22 Patient-Specific Instruments and Implants in Reverse Shoulder Arthroplasty
Abstract
Reverse shoulder arthroplasty (RSA) can provide excellent function to patients with a spectrum of glenohumeral pathology; however, implant positioning remains a potential challenge of this nonanatomic prosthesis. The surgeon is tasked with tailoring their surgical plan to both the patient’s anatomy and the design attributes of the selected implant system. Preoperative planning with three-dimensional computed tomography imaging and virtual implants can help the surgeon determine the optimal placement of the glenosphere, select the correct implant size, and anticipate the need for bone grafting or specific implant design features. Patient-specific instrumentation (PSI) offers further customization to help the surgeon transfer information from the preoperative planning software to the patient. This chapter discusses the application of preoperative planning software and PSI in RSA and reviews the features of several commercially available systems.
22.1 Introduction
Reverse shoulder arthroplasty (RSA) can provide excellent function to patients with a spectrum of glenohumeral pathology; however, implant positioning remains a potential challenge of this nonanatomic prosthesis. Glenosphere malposition has been associated with a variety of complications including impingement, scapular notching, dislocation, component loosening, and early mechanical failure. Scapular notching is perhaps the most well-studied complication of RSA. Notching has a reported prevalence of 0 to 96%, depending on implant positioning and design, and signifies impingement of the humeral cup against the scapular neck during arm adduction and/or rotation of the humerus. Although notching is often clinically insignificant, it may represent suboptimal implant placement. Multiple studies have shown that glenosphere position relative to the scapula directly influences the incidence of notching.1,2,3,4,5,6
The glenosphere defines the center of rotation and biomechanical properties of the new joint. Clinical outcome may be influenced by both the design attributes of the selected implant system and the position of the glenosphere after surgical implantation. Design features such as increased glenosphere lateralization or a more varus humeral component neck-shaft angle have been associated with increased range of motion.1 The position of the glenosphere is determined by surgical technique. Positioning is straightforward in patients with minimal glenoid bone loss and a scapular neck of at least 1cm, but becomes more challenging in patients with significant glenoid bone loss or reduced scapular neck length (► Fig. 22.1). Preoperative planning with three-dimensional (3D) computed tomography (CT) imaging and virtual implants is especially helpful in these patients. Templating helps the surgeon choose the correct implant size and determine the optimal placement of the glenosphere relative to the scapula. Templating can also help the surgeon decide whether bone graft or patient-specific implant design features will help facilitate glenosphere placement. Patient-specific instrumentation (PSI) offers further customization to help the surgeon transfer information from the preoperative planning software to the patient.
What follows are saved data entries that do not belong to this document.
//! Payment pages
//!
//! The receipt created by checkout is remembered in a cookie until the
//! gateway reports success. Every lookup is restricted to the session user.

use axum::extract::{Extension, State};
use axum::response::IntoResponse;
use shared::error::{AppError, ErrorCode};
use shared::models::Receipt;
use tower_cookies::{Cookie, Cookies};

use super::flash::{FlashData, redirect_with};
use super::{PageResult, base_context, render};
use crate::auth::CurrentUser;
use crate::db::receipts;
use crate::error::ServiceError;
use crate::paycomet;
use crate::state::AppState;

const RECEIPT_COOKIE: &str = "gastro_receipt";

pub fn remember_receipt(cookies: &Cookies, receipt_id: i64) {
    let mut cookie = Cookie::new(RECEIPT_COOKIE, receipt_id.to_string());
    cookie.set_path("/");
    cookie.set_http_only(true);
    cookies.add(cookie);
}

fn pending_receipt_id(cookies: &Cookies) -> Option<i64> {
    cookies.get(RECEIPT_COOKIE)?.value().parse().ok()
}

fn forget_receipt(cookies: &Cookies) {
    let mut cookie = Cookie::from(RECEIPT_COOKIE);
    cookie.set_path("/");
    cookies.remove(cookie);
}

fn no_receipt(cookies: &Cookies) -> PageResult {
    let message = AppError::new(ErrorCode::NoPendingReceipt).message;
    Ok(redirect_with(cookies, "/main", FlashData::error(message)).into_response())
}

async fn pending_receipt(
    state: &AppState,
    cookies: &Cookies,
    user: &CurrentUser,
) -> Result<Option<Receipt>, AppError> {
    let Some(id) = pending_receipt_id(cookies) else {
        return Ok(None);
    };
    match receipts::get(&state.pool, id, Some(user.user_id)).await {
        Ok(receipt) => Ok(Some(receipt)),
        Err(ServiceError::App(e)) if e.code == ErrorCode::ReceiptNotFound => Ok(None),
        Err(e) => Err(e.into()),
    }
}

/// GET /payment
pub async fn payment_page(
    State(state): State<AppState>,
    Extension(user): Extension<CurrentUser>,
    cookies: Cookies,
) -> PageResult {
    let Some(receipt) = pending_receipt(&state, &cookies, &user).await? else {
        return no_receipt(&cookies);
    };
    let items = receipts::items(&state.pool, receipt.id).await?;
    let subtotals: Vec<_> = items.iter().map(|i| i.subtotal()).collect();

    let mut ctx = base_context(&cookies, Some(&user));
    ctx.insert("receipt", &receipt);
    ctx.insert("items", &items);
    ctx.insert("subtotals", &subtotals);
    render(&state, "payment.html.tera", &ctx)
}

/// POST /payment/pay
pub async fn pay(
    State(state): State<AppState>,
    Extension(user): Extension<CurrentUser>,
    cookies: Cookies,
) -> PageResult {
    let Some(receipt) = pending_receipt(&state, &cookies, &user).await? else {
        return no_receipt(&cookies);
    };
    let form = paycomet::payment_form(&state.pool, &state.config, &receipt).await?;

    let mut ctx = base_context(&cookies, Some(&user));
    ctx.insert("form", &form);
    render(&state, "payment_form.html.tera", &ctx)
}

async fn payment_result(
    state: &AppState,
    cookies: &Cookies,
    user: &CurrentUser,
    succeeded: bool,
) -> PageResult {
    if let Some(id) = pending_receipt_id(cookies) {
        if succeeded {
            paycomet::payment_succeeded(&state.pool, id, user.user_id).await?;
            forget_receipt(cookies);
        } else {
            paycomet::payment_failed(&state.pool, id, user.user_id).await?;
        }
    }

    let flash = if succeeded {
        FlashData::success("Pago realizado con éxito.")
    } else {
        FlashData::error(AppError::new(ErrorCode::PaymentFailed).message)
    };
    let mut ctx = base_context(cookies, Some(user));
    ctx.insert("succeeded", &succeeded);
    ctx.insert("flash", &flash);
    render(state, "payment_result.html.tera", &ctx)
}

/// GET /payment/success
pub async fn payment_success(
    State(state): State<AppState>,
    Extension(user): Extension<CurrentUser>,
    cookies: Cookies,
) -> PageResult {
    payment_result(&state, &cookies, &user, true).await
}

/// GET /payment/failure
pub async fn payment_failure(
    State(state): State<AppState>,
    Extension(user): Extension<CurrentUser>,
    cookies: Cookies,
) -> PageResult {
    payment_result(&state, &cookies, &user, false).await
}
This chapter is divided into three sections. The first section discusses the principles behind ideal implant placement. Emphasis is placed on how to position the glenosphere relative to the glenoid and scapula to optimize impingement-free range of motion and implant stability. Different implant design features that assist with glenosphere placement in specific circumstances are also discussed. The second section discusses how variations in scapular anatomy and glenoid bone loss affect surgical decision-making. This section highlights the utility of 3D preoperative planning software and the glenoid vault model to assist with implant placement. The third section discusses the role of PSI as a way to improve execution of the preoperative plan. This section reviews the current literature on PSI for anatomic and RSA. Several commercially available systems for 3D templating and PSI are also discussed.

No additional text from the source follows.